▶ **EXERCISE INSTRUCTIONS**: Look through the records, and wherever the string "SongplayRow" turns up, copy out that line.

▶ **MATERIAL FOR THE TASK**:
****************
//! Table trait

use crate::error::Result;
use arrow::datatypes::SchemaRef;
use arrow::record_batch::RecordBatch;
use chrono_tz::Tz;

/// A row type that is written as one output table
pub trait Table: Sized {
    /// Short table name used in logs
    const NAME: &'static str;

    /// Location of the table relative to the output root
    const PATH: &'static str;

    /// Partition columns, outermost first
    const PARTITION_BY: &'static [&'static str];

    /// Arrow schema of the full table, partition columns included
    ///
    /// Timestamp columns carry `tz`, the session zone.
    fn schema(tz: Tz) -> SchemaRef;

    /// Convert rows into a single batch
    fn to_batch(rows: &[Self], tz: Tz) -> Result<RecordBatch>;
}
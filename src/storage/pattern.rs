//! Glob filters for object listings
//!
//! Each `*` matches within a single path segment, so
//! `song_data/A/*/*/*.json` only matches files exactly three levels below
//! `song_data/A`.

use crate::error::{Error, Result};
use glob::{MatchOptions, Pattern};

const MATCH_OPTIONS: MatchOptions = MatchOptions {
    case_sensitive: true,
    require_literal_separator: true,
    require_literal_leading_dot: false,
};

/// A compiled glob over store-relative paths
#[derive(Debug, Clone)]
pub struct GlobFilter {
    pattern: Pattern,
    prefix: String,
}

impl GlobFilter {
    /// Compile a pattern
    pub fn new(pattern: &str) -> Result<Self> {
        let pattern = pattern.trim_start_matches('/');
        let compiled = Pattern::new(pattern).map_err(|e| Error::Glob {
            pattern: pattern.to_string(),
            message: e.to_string(),
        })?;
        Ok(Self {
            prefix: literal_prefix(pattern).to_string(),
            pattern: compiled,
        })
    }

    /// Longest leading run of whole segments free of glob syntax
    pub fn prefix(&self) -> &str {
        &self.prefix
    }

    /// Whether a relative path matches
    pub fn matches(&self, path: &str) -> bool {
        self.pattern.matches_with(path, MATCH_OPTIONS)
    }

    /// Original pattern text
    pub fn as_str(&self) -> &str {
        self.pattern.as_str()
    }
}

/// Leading path segments of `pattern` that contain no glob syntax
pub fn literal_prefix(pattern: &str) -> &str {
    let Some(first_glob) = pattern.find(['*', '?', '[']) else {
        return pattern;
    };
    match pattern[..first_glob].rfind('/') {
        Some(end) => &pattern[..end],
        None => "",
    }
}
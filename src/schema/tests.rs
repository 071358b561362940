//! Schema conformance tests

use super::*;
use serde_json::{json, Value};
use test_case::test_case;

fn song() -> Value {
    json!({
        "num_songs": 1,
        "artist_id": "ARJIE2Y1187B994AB7",
        "artist_latitude": null,
        "artist_longitude": null,
        "artist_location": "",
        "artist_name": "Line Renaud",
        "song_id": "SOUPIRU12A6D4FA1E1",
        "title": "Der Kleine Dompfaff",
        "duration": 152.92036,
        "year": 0
    })
}

#[test]
fn test_field_counts() {
    assert_eq!(SONG_SCHEMA.fields().len(), 10);
    assert_eq!(LOG_SCHEMA.fields().len(), 18);
}

#[test]
fn test_required_fields() {
    let required = |schema: &RecordSchema| -> Vec<&str> {
        schema
            .fields()
            .iter()
            .filter(|f| f.required)
            .map(|f| f.name)
            .collect()
    };
    assert_eq!(required(&SONG_SCHEMA), vec!["artist_id", "song_id"]);
    assert_eq!(required(&LOG_SCHEMA), vec!["page", "ts", "userId"]);
    assert_eq!(SONG_SCHEMA.name(), "song");
    assert_eq!(LOG_SCHEMA.name(), "log");
}

#[test]
fn test_conform_valid_song() {
    let conformed = SONG_SCHEMA.conform(song()).unwrap();
    assert_eq!(conformed.len(), 10);
    assert_eq!(conformed["title"], "Der Kleine Dompfaff");
    assert_eq!(conformed["artist_latitude"], Value::Null);
}

#[test]
fn test_conform_fills_missing_optional_and_drops_extra() {
    let mut record = song();
    let obj = record.as_object_mut().unwrap();
    obj.remove("duration");
    obj.insert("unexpected".to_string(), json!("ignored"));

    let conformed = SONG_SCHEMA.conform(record).unwrap();
    assert_eq!(conformed["duration"], Value::Null);
    assert!(!conformed.contains_key("unexpected"));
}

#[test_case("song_id" ; "missing song id")]
#[test_case("artist_id" ; "missing artist id")]
fn test_conform_missing_required(field: &str) {
    let mut record = song();
    record.as_object_mut().unwrap().remove(field);
    assert!(SONG_SCHEMA.conform(record).is_none());
}

#[test]
fn test_conform_null_required() {
    let mut record = song();
    record["song_id"] = Value::Null;
    assert!(SONG_SCHEMA.conform(record).is_none());
}

#[test_case("year", json!("1999") ; "string for int")]
#[test_case("year", json!(1999.5) ; "fraction for int")]
#[test_case("year", json!(3_000_000_000_i64) ; "int out of i32 range")]
#[test_case("duration", json!("long") ; "string for float")]
#[test_case("duration", json!(true) ; "bool for float")]
#[test_case("title", json!(["a", "b"]) ; "array for string")]
#[test_case("title", json!({"a": 1}) ; "object for string")]
fn test_conform_type_mismatch(field: &str, value: Value) {
    let mut record = song();
    record[field] = value;
    assert!(SONG_SCHEMA.conform(record).is_none());
}

#[test]
fn test_conform_integer_accepted_as_float() {
    let mut record = song();
    record["duration"] = json!(200);
    assert!(SONG_SCHEMA.conform(record).is_some());
}

#[test]
fn test_conform_scalar_rendered_as_string() {
    let record = json!({"page": "NextSong", "ts": 1_541_990_258_i64, "userId": 26});
    let conformed = LOG_SCHEMA.conform(record).unwrap();
    assert_eq!(conformed["userId"], "26");
}

#[test]
fn test_conform_rejects_non_object() {
    assert!(LOG_SCHEMA.conform(json!([1, 2, 3])).is_none());
    assert!(LOG_SCHEMA.conform(json!("NextSong")).is_none());
}

#[test]
fn test_ts_must_be_integral() {
    let record = json!({"page": "NextSong", "ts": 1_541_990_258.5, "userId": "26"});
    assert!(LOG_SCHEMA.conform(record).is_none());
}
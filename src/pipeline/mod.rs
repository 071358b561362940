//! Pipeline orchestration
//!
//! Reads raw records from the input root, runs the catalog and event
//! normalizers, and writes their tables under the output root.
//!
//! # Overview
//!
//! - `Pipeline` - Owns the input location, the table writer and the session zone
//! - `Stage` - Which normalizers to run
//! - `RunStats` - Counters for one run

mod types;

pub use types::{RunStats, Stage};

use crate::catalog::normalize_catalog;
use crate::config::PipelineConfig;
use crate::decode::JsonlDecoder;
use crate::error::Result;
use crate::events::normalize_events;
use crate::output::{ParquetWriterConfig, TableWriter};
use crate::records::{LogRecord, SongRecord};
use crate::schema::{RecordSchema, LOG_SCHEMA, SONG_SCHEMA};
use crate::storage::StorageLocation;
use chrono_tz::Tz;
use serde::de::DeserializeOwned;
use std::time::Instant;
use tracing::{debug, info, warn};

/// Song catalog files, relative to the input root
pub const SONG_DATA_GLOB: &str = "song_data/A/*/*/*.json";

/// Activity log files, relative to the input root
pub const LOG_DATA_GLOB: &str = "log_data/*/*/*.json";

/// One configured ETL run
#[derive(Debug)]
pub struct Pipeline {
    /// Raw data root
    input: StorageLocation,
    /// Writer over the output root
    writer: TableWriter,
    /// Session time zone
    tz: Tz,
    /// Statistics
    stats: RunStats,
}

impl Pipeline {
    /// Create a pipeline over already opened locations
    pub fn new(input: StorageLocation, output: StorageLocation, tz: Tz) -> Self {
        Self::with_writer(input, TableWriter::new(output, tz), tz)
    }

    fn with_writer(input: StorageLocation, writer: TableWriter, tz: Tz) -> Self {
        Self {
            input,
            writer,
            tz,
            stats: RunStats::default(),
        }
    }

    /// Open the configured locations
    pub fn from_config(config: &PipelineConfig) -> Result<Self> {
        let tz = config.tz()?;
        let parquet = ParquetWriterConfig::try_from(&config.parquet)?;
        let input = StorageLocation::open_input(&config.input, &config.credentials)?;
        let output = StorageLocation::open_output(&config.output, &config.credentials)?;
        debug!("Opened input {} and output {}", input.url(""), output.url(""));

        let writer = TableWriter::with_config(output, tz, parquet);
        Ok(Self::with_writer(input, writer, tz))
    }

    /// Get statistics
    pub fn stats(&self) -> &RunStats {
        &self.stats
    }

    /// Session time zone
    pub fn tz(&self) -> Tz {
        self.tz
    }

    /// Load every raw song record
    pub async fn load_songs(&mut self) -> Result<Vec<SongRecord>> {
        self.load(SONG_DATA_GLOB, &SONG_SCHEMA).await
    }

    /// Load every raw log record
    pub async fn load_logs(&mut self) -> Result<Vec<LogRecord>> {
        self.load(LOG_DATA_GLOB, &LOG_SCHEMA).await
    }

    async fn load<T: DeserializeOwned>(
        &mut self,
        pattern: &str,
        schema: &'static RecordSchema,
    ) -> Result<Vec<T>> {
        let files = self.input.list_matching(pattern).await?;
        if files.is_empty() {
            warn!("No files match {}", self.input.url(pattern));
        }

        let decoder = JsonlDecoder::new(schema);
        let mut records = Vec::new();
        for file in &files {
            let body = self.input.read(file).await?;
            let decoded = decoder.decode_as::<T>(&String::from_utf8_lossy(&body));
            debug!(
                kept = decoded.len(),
                dropped = decoded.dropped,
                "Decoded {}",
                self.input.url(file)
            );
            self.stats.add_file(decoded.len(), decoded.dropped);
            records.extend(decoded.records);
        }

        info!(
            "Loaded {} {} records from {} files",
            records.len(),
            decoder.schema().name(),
            files.len()
        );
        Ok(records)
    }

    /// Build and write the songs and artists tables
    pub async fn run_catalog(&mut self) -> Result<()> {
        let songs = self.load_songs().await?;
        let tables = normalize_catalog(&songs)?;

        let summary = self.writer.write(&tables.songs).await?;
        self.stats.add_table(summary);
        let summary = self.writer.write(&tables.artists).await?;
        self.stats.add_table(summary);
        Ok(())
    }

    /// Build and write the users, time and songplays tables
    ///
    /// The catalog is read again for the join, so this stage does not depend
    /// on the catalog stage having run.
    pub async fn run_events(&mut self) -> Result<()> {
        let logs = self.load_logs().await?;
        let catalog = self.load_songs().await?;
        let tables = normalize_events(&logs, &catalog, self.tz)?;

        let summary = self.writer.write(&tables.users).await?;
        self.stats.add_table(summary);
        let summary = self.writer.write(&tables.time).await?;
        self.stats.add_table(summary);
        let summary = self.writer.write(&tables.songplays).await?;
        self.stats.add_table(summary);
        Ok(())
    }

    /// Run the requested stages, returning the run's statistics
    pub async fn run(&mut self, stage: Stage) -> Result<RunStats> {
        let start = Instant::now();
        self.stats = RunStats::new();
        info!(
            compression = %self.writer.config().compression(),
            "Starting {stage} run into {}",
            self.writer.location().url("")
        );

        if stage.includes_catalog() {
            self.run_catalog().await?;
        }
        if stage.includes_events() {
            self.run_events().await?;
        }

        self.stats.set_duration(start.elapsed().as_millis() as u64);
        info!(
            tables = self.stats.tables.len(),
            rows = self.stats.rows_written(),
            dropped = self.stats.records_dropped,
            "Finished {stage} run in {}ms",
            self.stats.duration_ms
        );
        Ok(self.stats.clone())
    }
}
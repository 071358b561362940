//! Overwrite-mode table writes

use super::partition::partition_batch;
use super::writer::{encode_batch, ParquetWriterConfig};
use crate::error::Result;
use crate::storage::StorageLocation;
use crate::tables::Table;
use arrow::record_batch::RecordBatch;
use bytes::Bytes;
use chrono_tz::Tz;
use tracing::{debug, info};

/// File name of each data file inside a partition directory
pub const DATA_FILE_NAME: &str = "part-00000.parquet";

/// Empty marker written once a table is complete
pub const SUCCESS_MARKER: &str = "_SUCCESS";

/// Outcome of one table write
#[derive(Debug, Clone, PartialEq, Eq)]
pub struct WriteSummary {
    /// Display URL of the table root
    pub table_url: String,
    /// Rows written across all files
    pub rows: usize,
    /// Data files written
    pub files: usize,
    /// Objects removed from the previous run
    pub replaced: usize,
}

/// Writes whole tables under an output root
#[derive(Debug, Clone)]
pub struct TableWriter {
    location: StorageLocation,
    /// Zone tagged on timestamp columns
    tz: Tz,
    config: ParquetWriterConfig,
}

impl TableWriter {
    /// Create a writer with default Parquet settings
    pub fn new(location: StorageLocation, tz: Tz) -> Self {
        Self::with_config(location, tz, ParquetWriterConfig::default())
    }

    /// Create a writer with explicit Parquet settings
    pub fn with_config(location: StorageLocation, tz: Tz, config: ParquetWriterConfig) -> Self {
        Self {
            location,
            tz,
            config,
        }
    }

    /// Output root
    pub fn location(&self) -> &StorageLocation {
        &self.location
    }

    /// Parquet settings used for every file
    pub fn config(&self) -> &ParquetWriterConfig {
        &self.config
    }

    /// Write a table of rows to its standard path
    pub async fn write<T: Table>(&self, rows: &[T]) -> Result<WriteSummary> {
        let batch = T::to_batch(rows, self.tz)?;
        let summary = self
            .write_batch(T::PATH, &batch, T::PARTITION_BY)
            .await?;
        info!(
            table = T::NAME,
            rows = summary.rows,
            files = summary.files,
            "Wrote {}",
            summary.table_url
        );
        Ok(summary)
    }

    /// Replace everything at `path` with `batch`, partitioned by `partition_by`
    ///
    /// Prior output is deleted first; there is no atomic swap, so a failure
    /// part way leaves a partial table behind.
    pub async fn write_batch(
        &self,
        path: &str,
        batch: &RecordBatch,
        partition_by: &[&str],
    ) -> Result<WriteSummary> {
        let path = path.trim_matches('/');
        let replaced = self.location.delete_prefix(path).await?;
        if replaced > 0 {
            debug!("Removed {replaced} objects from {}", self.location.url(path));
        }

        let groups = partition_batch(batch, partition_by)?;
        let mut rows = 0;
        for group in &groups {
            let file = if group.dir.is_empty() {
                format!("{path}/{DATA_FILE_NAME}")
            } else {
                format!("{path}/{}/{DATA_FILE_NAME}", group.dir)
            };
            let data = encode_batch(&group.batch, &self.config)?;
            let url = self.location.write(&file, data).await?;
            debug!("Wrote {} rows to {url}", group.batch.num_rows());
            rows += group.batch.num_rows();
        }

        self.location
            .write(&format!("{path}/{SUCCESS_MARKER}"), Bytes::new())
            .await?;

        Ok(WriteSummary {
            table_url: self.location.url(path),
            rows,
            files: groups.len(),
            replaced,
        })
    }
}
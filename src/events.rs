//! Event normalization
//!
//! Only `NextSong` events are used. Users and time are distinct projections
//! of those events; songplays joins them against the raw catalog on the
//! exact `(artist name, song title)` pair.

use crate::database::QueryEngine;
use crate::error::Result;
use crate::records::{LogRecord, SongRecord};
use crate::tables::{SongplayRow, TimeRow, UserRow};
use chrono_tz::Tz;
use duckdb::Row;
use tracing::debug;

const USERS_QUERY: &str = "
SELECT DISTINCT user_id, first_name, last_name, gender, level
FROM song_plays
ORDER BY ALL
";

const TIME_QUERY: &str = "
SELECT DISTINCT start_time, hour, day, week, month, year, weekday
FROM song_plays
WHERE start_time IS NOT NULL
ORDER BY ALL
";

// Ties on start_time within a song rank in input order.
const SONGPLAYS_QUERY: &str = "
SELECT DISTINCT
    CAST(row_number() OVER (
        PARTITION BY s.song_id
        ORDER BY p.start_time, p._row, s._row
    ) AS INTEGER) AS songplay_id,
    p.start_time,
    p.year,
    p.month,
    p.user_id,
    p.level,
    s.song_id,
    s.artist_id,
    p.session_id,
    p.location,
    p.user_agent
FROM song_plays p
JOIN song_records s ON p.artist = s.artist_name AND p.song = s.title
WHERE p.start_time IS NOT NULL
ORDER BY start_time DESC, song_id, songplay_id
";

/// The tables built from the activity log
#[derive(Debug, Clone, Default, PartialEq)]
pub struct EventTables {
    pub users: Vec<UserRow>,
    pub time: Vec<TimeRow>,
    pub songplays: Vec<SongplayRow>,
}

fn user_row(row: &Row<'_>) -> duckdb::Result<UserRow> {
    Ok(UserRow {
        user_id: row.get(0)?,
        first_name: row.get(1)?,
        last_name: row.get(2)?,
        gender: row.get(3)?,
        level: row.get(4)?,
    })
}

fn time_row(row: &Row<'_>) -> duckdb::Result<TimeRow> {
    Ok(TimeRow {
        start_time: row.get(0)?,
        hour: row.get(1)?,
        day: row.get(2)?,
        week: row.get(3)?,
        month: row.get(4)?,
        year: row.get(5)?,
        weekday: row.get(6)?,
    })
}

fn songplay_row(row: &Row<'_>) -> duckdb::Result<SongplayRow> {
    Ok(SongplayRow {
        songplay_id: row.get(0)?,
        start_time: row.get(1)?,
        year: row.get(2)?,
        month: row.get(3)?,
        user_id: row.get(4)?,
        level: row.get(5)?,
        song_id: row.get(6)?,
        artist_id: row.get(7)?,
        session_id: row.get(8)?,
        location: row.get(9)?,
        user_agent: row.get(10)?,
    })
}

/// Users table; a level change yields a second row for the same user
pub fn build_users(engine: &QueryEngine) -> Result<Vec<UserRow>> {
    engine.query(USERS_QUERY, user_row)
}

/// Time table, one row per distinct event instant
pub fn build_time(engine: &QueryEngine) -> Result<Vec<TimeRow>> {
    engine.query(TIME_QUERY, time_row)
}

/// Songplays fact table, latest plays first
///
/// `songplay_id` is the play's rank among plays of the same song ordered by
/// start time, so ids repeat across songs.
pub fn build_songplays(engine: &QueryEngine) -> Result<Vec<SongplayRow>> {
    engine.query(SONGPLAYS_QUERY, songplay_row)
}

/// Build all event tables from raw log records and the raw catalog
pub fn normalize_events(logs: &[LogRecord], catalog: &[SongRecord], tz: Tz) -> Result<EventTables> {
    let engine = QueryEngine::new()?;
    engine.load_logs(logs, tz)?;
    engine.load_songs(catalog)?;
    debug!(
        "{} of {} log events are song plays",
        engine.count("song_plays")?,
        logs.len()
    );

    Ok(EventTables {
        users: build_users(&engine)?,
        time: build_time(&engine)?,
        songplays: build_songplays(&engine)?,
    })
}
//! songlake CLI
//!
//! Command-line interface for the song catalog and activity log ETL

use clap::Parser;
use songlake::cli::{Cli, Runner};

#[tokio::main]
async fn main() {
    let cli = Cli::parse();

    let level = if cli.verbose {
        tracing::Level::DEBUG
    } else {
        tracing::Level::INFO
    };

    // Initialize logging
    tracing_subscriber::fmt()
        .with_env_filter(
            tracing_subscriber::EnvFilter::from_default_env().add_directive(level.into()),
        )
        .with_writer(std::io::stderr)
        .init();

    let runner = Runner::new(cli);

    if let Err(e) = runner.run().await {
        eprintln!("Error: {e}");
        std::process::exit(1);
    }
}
****************
▶ **THE COMPLETED TASK**:
use crate::tables::{SongplayRow, TimeRow, UserRow};
    pub songplays: Vec<SongplayRow>,
fn songplay_row(row: &Row<'_>) -> duckdb::Result<SongplayRow> {
    Ok(SongplayRow {
pub fn build_songplays(engine: &QueryEngine) -> Result<Vec<SongplayRow>> {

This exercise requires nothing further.